### What you will do
Going down the data below, set down exactly the line with "bool, content: &str, sent_at: &str)" and each line after it through the line with "within the room)"; no other lines.

### Extracted records
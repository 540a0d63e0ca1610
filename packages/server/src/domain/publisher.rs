//! Envelope publisher trait 定義
//!
//! Abstraction over the fan-out: use cases hand envelopes to a publisher and
//! never touch client connections directly.

use async_trait::async_trait;

use super::{envelope::Envelope, error::PublishError};

/// Queues envelopes for delivery to every member of the envelope's room
#[cfg_attr(test, mockall::automock)]
#[async_trait]
pub trait EnvelopePublisher: Send + Sync {
    /// Submit an envelope to the lane matching its kind
    async fn publish(&self, envelope: Envelope) -> Result<(), PublishError>;
}
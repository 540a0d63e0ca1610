//! Message formatting utilities for client display.

use roomcast_server::{domain::SYSTEM_NICKNAME, infrastructure::dto::websocket::OutboundFrame};

/// Message formatter for client display
pub struct MessageFormatter;

impl MessageFormatter {
    /// Format a frame received from the server
    ///
    /// # Arguments
    ///
    /// * `frame` - The decoded server frame
    /// * `me` - The current client's nickname (to mark own messages and hide own typing)
    ///
    /// # Returns
    ///
    /// `None` when nothing should be printed
    pub fn format_frame(frame: &OutboundFrame, me: &str) -> Option<String> {
        match frame {
            OutboundFrame::Message {
                from,
                content,
                sent_at,
            } if from.id.is_empty() && from.nickname == SYSTEM_NICKNAME => {
                Some(Self::format_announcement(content, sent_at))
            }
            OutboundFrame::Message {
                from,
                content,
                sent_at,
            } => Some(Self::format_chat_message(
                &from.nickname,
                from.nickname == me,
                content,
                sent_at,
            )),
            OutboundFrame::Typing { from, is_typing } if *is_typing && from != me => {
                Some(Self::format_typing(from))
            }
            OutboundFrame::Typing { .. } => None,
        }
    }

    /// Format a server announcement (join / leave)
    pub fn format_announcement(content: &str, sent_at: &str) -> String {
        format!("\n* {} ({})\n", content, sent_at)
    }

    /// Format a chat message
    pub fn format_chat_message(nickname: &str, is_me: bool, content: &str, sent_at: &str) -> String {
        let me_suffix = if is_me { " (me)" } else { "" };
        format!("\n[{}] {}{}: {}\n", sent_at, nickname, me_suffix, content)
    }

    /// Format a typing indicator
    pub fn format_typing(nickname: &str) -> String {
        format!("\n{} is typing...\n", nickname)
    }

    /// Format a frame that could not be decoded
    pub fn format_raw_message(text: &str) -> String {
        format!("\n{}\n", text)
    }
}
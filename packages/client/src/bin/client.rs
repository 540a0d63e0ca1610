//! Roomcast terminal chat client.
//!
//! Joins a room with a nickname and sends each input line as a chat message.
//! Reconnects on lost connections (max 5 attempts with 5 second interval).
//! Taken, empty or reserved nicknames are rejected by the server.
//!
//! Run with:
//! ```not_rust
//! cargo run --bin roomcast-client -- --nickname alice
//! cargo run --bin roomcast-client -- -n bob -r rust --color "#ff8800"
//! ```

use clap::Parser;
use roomcast_client::{ClientOptions, run_client};
use roomcast_shared::logger::setup_logger;

#[derive(Parser, Debug)]
#[command(name = "roomcast-client")]
#[command(about = "Terminal client for the Roomcast chat relay", long_about = None)]
struct Args {
    /// Nickname shown to the room (must be unique within the room)
    #[arg(short = 'n', long)]
    nickname: String,

    /// Room to join
    #[arg(short = 'r', long, default_value = "general")]
    room: String,

    /// Display color sent with messages (e.g. "#ff8800")
    #[arg(short = 'c', long)]
    color: Option<String>,

    /// WebSocket server URL
    #[arg(short = 'u', long, default_value = "ws://127.0.0.1:3000/ws")]
    url: String,
}

#[tokio::main]
async fn main() {
    // Initialize tracing
    setup_logger(env!("CARGO_BIN_NAME"), "info");

    let args = Args::parse();
    let options = ClientOptions {
        url: args.url,
        nickname: args.nickname,
        room: args.room,
        color: args.color,
    };

    // Run the client
    if let Err(e) = run_client(options).await {
        tracing::error!("Client error: {}", e);
        std::process::exit(1);
    }
}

### Task solution
    pub fn format_chat_message(nickname: &str, is_me: bool, content: &str, sent_at: &str) -> String {
        let me_suffix = if is_me { " (me)" } else { "" };
        format!("\n[{}] {}{}: {}\n", sent_at, nickname, me_suffix, content)
    }

    /// Format a typing indicator
    pub fn format_typing(nickname: &str) -> String {
        format!("\n{} is typing...\n", nickname)
    }

    /// Format a frame that could not be decoded
    pub fn format_raw_message(text: &str) -> String {
        format!("\n{}\n", text)
    }
}
filename packages/client/src/bin/client.rs
repository 540a0d63e0ca1610
//! Roomcast terminal chat client.
//!
//! Joins a room with a nickname and sends each input line as a chat message.
//! Reconnects on lost connections (max 5 attempts with 5 second interval).
//! Taken, empty or reserved nicknames are rejected by the server.
//!
//! Run with:
//! ```not_rust
//! cargo run --bin roomcast-client -- --nickname alice
//! cargo run --bin roomcast-client -- -n bob -r rust --color "#ff8800"
//! ```

use clap::Parser;
use roomcast_client::{ClientOptions, run_client};
use roomcast_shared::logger::setup_logger;

#[derive(Parser, Debug)]
#[command(name = "roomcast-client")]
#[command(about = "Terminal client for the Roomcast chat relay", long_about = None)]
struct Args {
    /// Nickname shown to the room (must be unique within the room)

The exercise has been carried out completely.